__Action item__:
The expected result is the material below, reproduced exactly from its first line through the line containing "use chain::Controller;".
• • • •
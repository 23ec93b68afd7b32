//! Test collaborators wired into a [`GatewayState`].

use std::sync::{
    atomic::{AtomicUsize, Ordering},
    Arc, Mutex,
};

use anyhow::{bail, Result};
use async_trait::async_trait;
use bls::{PublicKeyBytes, SignatureBytes};
use chain::Controller;
use helper_functions::verifier::{NullVerifier, Verifier};
use operation_pools::{
    MemoryAttestationPool, MemoryBlsToExecutionChangePool, MemorySlashingPool,
    MemorySyncCommitteePool, MemoryVoluntaryExitPool, SyncCommitteeError, SyncCommitteePool,
};
use p2p::{Broadcaster, GossipMessage};
use serde_json::Value;
use ssz_types::BitList;
use tokio::{sync::watch, time::Instant};
use types::{
    altair::containers::SyncCommitteeMessage,
    capella::containers::{BlsToExecutionChange, SignedBlsToExecutionChange},
    combined::Attestation,
    config::Config as ChainConfig,
    phase0::{
        consts::FAR_FUTURE_EPOCH,
        containers::{
            Attestation as Phase0Attestation, AttestationData, Checkpoint, Validator,
        },
        primitives::{Slot, SubnetId, ValidatorIndex, H256},
    },
    preset::Mainnet,
    state::BeaconState,
};

use crate::{events::OperationNotifier, routing::GatewayState};

pub struct TestController {
    chain_config: ChainConfig,
    states: Vec<Arc<BeaconState>>,
    cursor: AtomicUsize,
}

impl TestController {
    pub fn new(chain_config: ChainConfig, states: Vec<BeaconState>) -> Arc<Self> {
        assert!(!states.is_empty(), "the controller needs a head state");

        Arc::new(Self {
            chain_config,
            states: states.into_iter().map(Arc::new).collect(),
            cursor: AtomicUsize::new(0),
        })
    }
}

impl Controller for TestController {
    fn chain_config(&self) -> &ChainConfig {
        &self.chain_config
    }

    // Successive calls walk through the supplied states and stay on the last one,
    // letting tests change the head between re-validation rounds.
    fn head_state(&self) -> Result<Arc<BeaconState>> {
        let index = self.cursor.fetch_add(1, Ordering::SeqCst);
        Ok(self.states[index.min(self.states.len() - 1)].clone())
    }

    fn process_slots_if_possible(
        &self,
        state: Arc<BeaconState>,
        slot: Slot,
    ) -> Result<Arc<BeaconState>> {
        if state.slot() >= slot {
            return Ok(state);
        }

        let mut advanced = (*state).clone();
        advanced.slot = slot;
        Ok(Arc::new(advanced))
    }
}

#[derive(Default)]
pub struct RecordingBroadcaster {
    pub fail: bool,
    pub messages: Mutex<Vec<(GossipMessage, Instant)>>,
    pub attestations: Mutex<Vec<(SubnetId, Arc<Attestation<Mainnet>>)>>,
}

impl RecordingBroadcaster {
    pub fn working() -> Arc<Self> {
        Arc::default()
    }

    pub fn failing() -> Arc<Self> {
        Arc::new(Self {
            fail: true,
            ..Self::default()
        })
    }

    pub fn broadcast_bls_change_indices(&self) -> Vec<(ValidatorIndex, Instant)> {
        self.messages
            .lock()
            .expect("no test panics while holding the lock")
            .iter()
            .filter_map(|(message, instant)| match message {
                GossipMessage::SignedBlsToExecutionChange(change) => {
                    Some((change.message.validator_index, *instant))
                }
                _ => None,
            })
            .collect()
    }
}

#[async_trait]
impl Broadcaster<Mainnet> for RecordingBroadcaster {
    async fn broadcast(&self, message: GossipMessage) -> Result<()> {
        if self.fail {
            bail!("no connected peers");
        }

        self.messages
            .lock()
            .expect("no test panics while holding the lock")
            .push((message, Instant::now()));

        Ok(())
    }

    async fn broadcast_attestation(
        &self,
        subnet_id: SubnetId,
        attestation: Arc<Attestation<Mainnet>>,
    ) -> Result<()> {
        if self.fail {
            bail!("no connected peers");
        }

        self.attestations
            .lock()
            .expect("no test panics while holding the lock")
            .push((subnet_id, attestation));

        Ok(())
    }
}

/// Accepts everything except one signature, which fails the encoding check.
pub struct RejectingEncodingVerifier {
    pub invalid: SignatureBytes,
}

impl Verifier for RejectingEncodingVerifier {
    fn validate_signature_encoding(&self, signature_bytes: SignatureBytes) -> Result<()> {
        if signature_bytes == self.invalid {
            bail!("signature bytes do not decode to a curve point");
        }

        Ok(())
    }

    fn verify_voluntary_exit(
        &self,
        config: &ChainConfig,
        state: &BeaconState,
        signed_voluntary_exit: &types::phase0::containers::SignedVoluntaryExit,
        public_key: PublicKeyBytes,
    ) -> Result<()> {
        NullVerifier.verify_voluntary_exit(config, state, signed_voluntary_exit, public_key)
    }

    fn verify_block_header(
        &self,
        config: &ChainConfig,
        state: &BeaconState,
        signed_header: &types::phase0::containers::SignedBeaconBlockHeader,
        public_key: PublicKeyBytes,
    ) -> Result<()> {
        NullVerifier.verify_block_header(config, state, signed_header, public_key)
    }

    fn verify_indexed_attestation(
        &self,
        config: &ChainConfig,
        state: &BeaconState,
        data: AttestationData,
        signature: bls::AggregateSignatureBytes,
        public_keys: &[PublicKeyBytes],
    ) -> Result<()> {
        NullVerifier.verify_indexed_attestation(config, state, data, signature, public_keys)
    }

    fn verify_bls_to_execution_change(
        &self,
        config: &ChainConfig,
        state: &BeaconState,
        signed_bls_to_execution_change: &SignedBlsToExecutionChange,
    ) -> Result<()> {
        NullVerifier.verify_bls_to_execution_change(config, state, signed_bls_to_execution_change)
    }
}

/// Refuses every sync committee message the way the core service would.
pub struct RejectingSyncCommitteePool;

#[async_trait]
impl SyncCommitteePool for RejectingSyncCommitteePool {
    async fn submit_sync_committee_message(
        &self,
        _message: SyncCommitteeMessage,
    ) -> Result<(), SyncCommitteeError> {
        Err(SyncCommitteeError::Rejected(anyhow::anyhow!(
            "message is not for the current sync committee period"
        )))
    }
}

pub struct TestGateway {
    pub state: GatewayState<Mainnet>,
    pub broadcaster: Arc<RecordingBroadcaster>,
    pub attestation_pool: Arc<MemoryAttestationPool<Mainnet>>,
    pub slashing_pool: Arc<MemorySlashingPool<Mainnet>>,
    pub voluntary_exit_pool: Arc<MemoryVoluntaryExitPool>,
    pub bls_to_execution_change_pool: Arc<MemoryBlsToExecutionChangePool>,
    pub sync_committee_pool: Arc<MemorySyncCommitteePool>,
    // Dropping the sender would stop deferred broadcast loops early.
    pub shutdown_tx: watch::Sender<bool>,
}

impl TestGateway {
    pub fn new(chain_config: ChainConfig, states: Vec<BeaconState>) -> Self {
        Self::with_collaborators(
            chain_config,
            states,
            Arc::new(NullVerifier),
            RecordingBroadcaster::working(),
        )
    }

    pub fn with_collaborators(
        chain_config: ChainConfig,
        states: Vec<BeaconState>,
        verifier: Arc<dyn Verifier>,
        broadcaster: Arc<RecordingBroadcaster>,
    ) -> Self {
        let (shutdown_tx, shutdown_rx) = watch::channel(false);

        let attestation_pool = Arc::new(MemoryAttestationPool::default());
        let slashing_pool = Arc::new(MemorySlashingPool::default());
        let voluntary_exit_pool = Arc::new(MemoryVoluntaryExitPool::default());
        let bls_to_execution_change_pool = Arc::new(MemoryBlsToExecutionChangePool::default());
        let sync_committee_pool = Arc::new(MemorySyncCommitteePool::default());

        let state = GatewayState {
            chain_config: Arc::new(chain_config.clone()),
            controller: TestController::new(chain_config, states),
            verifier,
            broadcaster: broadcaster.clone(),
            attestation_pool: attestation_pool.clone(),
            slashing_pool: slashing_pool.clone(),
            voluntary_exit_pool: voluntary_exit_pool.clone(),
            bls_to_execution_change_pool: bls_to_execution_change_pool.clone(),
            sync_committee_pool: sync_committee_pool.clone(),
            operation_notifier: Arc::new(OperationNotifier::default()),
            shutdown_rx,
        };

        Self {
            state,
            broadcaster,
            attestation_pool,
            slashing_pool,
            voluntary_exit_pool,
            bls_to_execution_change_pool,
            sync_committee_pool,
            shutdown_tx,
        }
    }
}

pub fn active_validator() -> Validator {
    Validator {
        exit_epoch: FAR_FUTURE_EPOCH,
        withdrawable_epoch: FAR_FUTURE_EPOCH,
        ..Validator::default()
    }
}

pub fn state_with_validators(slot: Slot, validators: Vec<Validator>) -> BeaconState {
    BeaconState {
        slot,
        validators,
        ..BeaconState::default()
    }
}

pub fn phase0_attestation(
    slot: Slot,
    committee_index: u64,
    aggregation_bit_count: usize,
) -> Phase0Attestation<Mainnet> {
    let mut aggregation_bits = BitList::with_capacity(8).expect("length is under the limit");

    for bit in 0..aggregation_bit_count {
        aggregation_bits.set(bit, true).expect("index is in bounds");
    }

    Phase0Attestation {
        aggregation_bits,
        data: AttestationData {
            slot,
            index: committee_index,
            beacon_block_root: H256::zero(),
            source: Checkpoint::default(),
            target: Checkpoint::default(),
        },
        signature: Default::default(),
    }
}

pub fn bls_change_pubkey(validator_index: ValidatorIndex) -> PublicKeyBytes {
    let mut bytes = [0; PublicKeyBytes::SIZE];
    bytes[..8].copy_from_slice(&validator_index.to_be_bytes());
    PublicKeyBytes::new(bytes)
}

pub fn validator_with_bls_credentials(validator_index: ValidatorIndex) -> Validator {
    Validator {
        withdrawal_credentials: helper_functions::misc::bls_withdrawal_credentials(
            bls_change_pubkey(validator_index),
        ),
        ..active_validator()
    }
}

pub fn signed_bls_change(validator_index: ValidatorIndex) -> SignedBlsToExecutionChange {
    SignedBlsToExecutionChange {
        message: BlsToExecutionChange {
            validator_index,
            from_bls_pubkey: bls_change_pubkey(validator_index),
            to_execution_address: Default::default(),
        },
        signature: Default::default(),
    }
}

pub fn json(value: impl serde::Serialize) -> Value {
    serde_json::to_value(value).expect("test values always serialize")
}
• • • •
__Exercise result__:
repository 23ec93b68afd7b32
//! Test collaborators wired into a [`GatewayState`].

use std::sync::{
    atomic::{AtomicUsize, Ordering},
    Arc, Mutex,
};

use anyhow::{bail, Result};
use async_trait::async_trait;
use bls::{PublicKeyBytes, SignatureBytes};
use chain::Controller;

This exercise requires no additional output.